### Listed entries ###
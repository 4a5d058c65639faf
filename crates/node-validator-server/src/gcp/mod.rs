// SPDX-License-Identifier: Apache-2.0

//! Minimal REST clients for the Compute Engine and GKE APIs.

use crate::instances::{InstanceApi, InstanceRef};
use async_trait::async_trait;
use node_validator_core::{
    ClusterLookup, ComputeLookup, Instance, InstanceGroupManager, InstanceTemplate, NodePool,
    NodePoolName, TemplateRef, ValidatorError, ZonalResource,
};
use node_validator_store::TokenSource;
use reqwest::header::{HeaderMap, HeaderValue, AUTHORIZATION};
use reqwest::{Method, Url};
use serde::de::DeserializeOwned;
use std::sync::Arc;
use tracing::instrument;

pub const DEFAULT_COMPUTE_BASE_URL: &str = "https://compute.googleapis.com";
pub const DEFAULT_CONTAINER_BASE_URL: &str = "https://container.googleapis.com";

const COMPUTE: &str = "compute";
const CONTAINER: &str = "container";

pub struct GcpRestClient {
    client: reqwest::Client,
    tokens: Arc<dyn TokenSource>,
    compute_base: String,
    container_base: String,
}

impl GcpRestClient {
    #[must_use]
    pub fn new(client: reqwest::Client, tokens: Arc<dyn TokenSource>) -> Self {
        Self {
            client,
            tokens,
            compute_base: DEFAULT_COMPUTE_BASE_URL.to_string(),
            container_base: DEFAULT_CONTAINER_BASE_URL.to_string(),
        }
    }

    #[must_use]
    pub fn with_base_urls(
        mut self,
        compute_base: impl Into<String>,
        container_base: impl Into<String>,
    ) -> Self {
        self.compute_base = compute_base.into().trim_end_matches('/').to_string();
        self.container_base = container_base.into().trim_end_matches('/').to_string();
        self
    }

    fn url(
        &self,
        service: &'static str,
        base: &str,
        segments: &[&str],
    ) -> Result<Url, ValidatorError> {
        let mut url = Url::parse(base)
            .map_err(|e| ValidatorError::upstream(service, format!("invalid base url: {e}")))?;
        url.path_segments_mut()
            .map_err(|()| ValidatorError::upstream(service, "base url cannot carry a path"))?
            .pop_if_empty()
            .extend(segments);
        Ok(url)
    }

    fn compute_url(&self, path: &str) -> Result<Url, ValidatorError> {
        let mut segments = vec!["compute", "v1"];
        segments.extend(path.split('/'));
        self.url(COMPUTE, &self.compute_base, &segments)
    }

    fn container_url(&self, path: &str) -> Result<Url, ValidatorError> {
        let mut segments = vec!["v1"];
        segments.extend(path.split('/'));
        self.url(CONTAINER, &self.container_base, &segments)
    }

    async fn auth_headers(&self, service: &'static str) -> Result<HeaderMap, ValidatorError> {
        let mut headers = HeaderMap::new();
        let token = self
            .tokens
            .token()
            .await
            .map_err(|e| ValidatorError::upstream(service, e.to_string()))?;
        if let Some(token) = token {
            let value = HeaderValue::from_str(&format!("Bearer {token}"))
                .map_err(|e| ValidatorError::upstream(service, format!("invalid auth header: {e}")))?;
            headers.insert(AUTHORIZATION, value);
        }
        Ok(headers)
    }

    async fn send(
        &self,
        service: &'static str,
        method: Method,
        url: Url,
    ) -> Result<reqwest::Response, ValidatorError> {
        let headers = self.auth_headers(service).await?;
        let resp = self
            .client
            .request(method.clone(), url.clone())
            .headers(headers)
            .send()
            .await
            .map_err(|e| ValidatorError::upstream(service, format!("{method} {url}: {e}")))?;
        if !resp.status().is_success() {
            return Err(ValidatorError::upstream(
                service,
                format!("{method} {url}: {}", resp.status()),
            ));
        }
        Ok(resp)
    }

    async fn get_json<T: DeserializeOwned>(
        &self,
        service: &'static str,
        url: Url,
    ) -> Result<T, ValidatorError> {
        self.send(service, Method::GET, url)
            .await?
            .json::<T>()
            .await
            .map_err(|e| ValidatorError::upstream(service, format!("response parse failed: {e}")))
    }
}

#[async_trait]
impl ClusterLookup for GcpRestClient {
    #[instrument(name = "gke_get_node_pool", skip_all, fields(node_pool = %name))]
    async fn get_node_pool(&self, name: &NodePoolName) -> Result<NodePool, ValidatorError> {
        let url = self.container_url(&name.to_string())?;
        self.get_json(CONTAINER, url).await
    }
}

#[async_trait]
impl ComputeLookup for GcpRestClient {
    #[instrument(name = "compute_get_instance_group_manager", skip_all, fields(manager = %manager))]
    async fn get_instance_group_manager(
        &self,
        manager: &ZonalResource,
    ) -> Result<InstanceGroupManager, ValidatorError> {
        let path = format!(
            "projects/{}/zones/{}/instanceGroupManagers/{}",
            manager.project, manager.zone, manager.name
        );
        let url = self.compute_url(&path)?;
        self.get_json(COMPUTE, url).await
    }

    #[instrument(name = "compute_get_instance_template", skip_all, fields(template = %template))]
    async fn get_instance_template(
        &self,
        template: &TemplateRef,
    ) -> Result<InstanceTemplate, ValidatorError> {
        let url = self.compute_url(&template.resource_path())?;
        self.get_json(COMPUTE, url).await
    }
}

#[async_trait]
impl InstanceApi for GcpRestClient {
    #[instrument(name = "compute_get_instance", skip_all, fields(instance = %instance))]
    async fn get_instance(&self, instance: &InstanceRef) -> Result<Instance, ValidatorError> {
        let url = self.compute_url(&instance.to_string())?;
        self.get_json(COMPUTE, url).await
    }

    #[instrument(name = "compute_delete_instance", skip_all, fields(instance = %instance))]
    async fn delete_instance(&self, instance: &InstanceRef) -> Result<(), ValidatorError> {
        let url = self.compute_url(&instance.to_string())?;
        self.send(COMPUTE, Method::DELETE, url).await.map(|_| ())
    }
}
###
| Description of the task |
Say how many lines in the data include the string "InstanceTemplate", giving the number alone.

| Output of the task |
2